Problem statement =
Go through the listing below and output exactly the line with "fn set(&self, key: &str, value: &str)", the line with "VALUES (?1, ?2)", and each line between; omit the rest.

Task material =
· · · · ·

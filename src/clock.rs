// src/clock.rs
use chrono::{DateTime, Local, NaiveDate};
use std::cell::Cell;

/// Source of the current instant. All "today" logic goes through this.
pub trait Clock {
    fn now(&self) -> DateTime<Local>;

    /// The host-local calendar date of `now()`.
    fn today(&self) -> NaiveDate {
        self.now().date_naive()
    }
}

#[derive(Debug, Default, Clone, Copy)]
pub struct SystemClock;

impl Clock for SystemClock {
    fn now(&self) -> DateTime<Local> {
        Local::now()
    }
}

/// A clock that only moves when told to. Used by tests and simulations.
#[derive(Debug)]
pub struct FixedClock {
    now: Cell<DateTime<Local>>,
}

impl FixedClock {
    pub fn new(now: DateTime<Local>) -> Self {
        Self {
            now: Cell::new(now),
        }
    }

    pub fn set(&self, now: DateTime<Local>) {
        self.now.set(now);
    }

    pub fn advance(&self, by: chrono::Duration) {
        self.now.set(self.now.get() + by);
    }
}

impl Clock for FixedClock {
    fn now(&self) -> DateTime<Local> {
        self.now.get()
    }
}
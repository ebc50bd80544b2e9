//src/db.rs
use rusqlite::{params, Connection, OptionalExtension};
use std::path::{Path, PathBuf};

use crate::storage::{KeyValueStore, StorageError};

const DB_FILE_NAME: &str = "fitlog.sqlite";
const APP_DATA_DIR: &str = "fitlog";
const DATA_DIR_ENV_VAR: &str = "FITLOG_DATA_DIR"; // Environment variable name

/// Gets the path to the SQLite database file within the app's data directory.
/// Exposed at crate root as get_db_path_util
pub fn get_db_path() -> Result<PathBuf, StorageError> {
    let app_dir = match std::env::var(DATA_DIR_ENV_VAR).ok() {
        Some(dir) => PathBuf::from(dir),
        None => dirs::data_dir()
            .ok_or(StorageError::DataDir)?
            .join(APP_DATA_DIR),
    };
    if !app_dir.exists() {
        std::fs::create_dir_all(&app_dir)?;
    }
    Ok(app_dir.join(DB_FILE_NAME))
}

/// Opens a connection to the SQLite database.
pub fn open_db<P: AsRef<Path>>(path: P) -> Result<Connection, StorageError> {
    let conn = Connection::open(path)?;
    Ok(conn)
}

/// Initializes the key-value table if it doesn't exist.
pub fn init_db(conn: &Connection) -> Result<(), StorageError> {
    conn.execute(
        "CREATE TABLE IF NOT EXISTS kv (
            key TEXT PRIMARY KEY NOT NULL,
            value TEXT NOT NULL -- JSON document, see schema.rs
        )",
        [],
    )?;
    Ok(())
}

/// SQLite-backed key-value store. One row per collection.
#[derive(Debug)]
pub struct SqliteStore {
    conn: Connection,
}

impl SqliteStore {
    /// Opens (creating if needed) the database at `path`.
    /// # Errors
    /// Returns `StorageError::Database` if opening or initializing fails.
    pub fn open<P: AsRef<Path>>(path: P) -> Result<Self, StorageError> {
        Self::from_connection(open_db(path)?)
    }

    /// # Errors
    /// Returns `StorageError::Database` if the schema cannot be created.
    pub fn open_in_memory() -> Result<Self, StorageError> {
        Self::from_connection(Connection::open_in_memory()?)
    }

    /// # Errors
    /// Returns `StorageError::Database` if the schema cannot be created.
    pub fn from_connection(conn: Connection) -> Result<Self, StorageError> {
        init_db(&conn)?;
        Ok(Self { conn })
    }
}

impl KeyValueStore for SqliteStore {
    fn get(&self, key: &str) -> Result<Option<String>, StorageError> {
        self.conn
            .query_row("SELECT value FROM kv WHERE key = ?1", params![key], |row| {
                row.get(0)
            })
            .optional()
            .map_err(StorageError::Database)
    }

    fn set(&self, key: &str, value: &str) -> Result<(), StorageError> {
        // Single statement, so the whole collection is replaced or nothing is.
        self.conn.execute(
            "INSERT INTO kv (key, value) VALUES (?1, ?2)
             ON CONFLICT(key) DO UPDATE SET value = excluded.value",
            params![key, value],
        )?;
        Ok(())
    }

    fn remove(&self, key: &str) -> Result<(), StorageError> {
        self.conn
            .execute("DELETE FROM kv WHERE key = ?1", params![key])?;
        Ok(())
    }
}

· · · · ·

Response box =
    fn set(&self, key: &str, value: &str) -> Result<(), StorageError> {
        // Single statement, so the whole collection is replaced or nothing is.
        self.conn.execute(
            "INSERT INTO kv (key, value) VALUES (?1, ?2)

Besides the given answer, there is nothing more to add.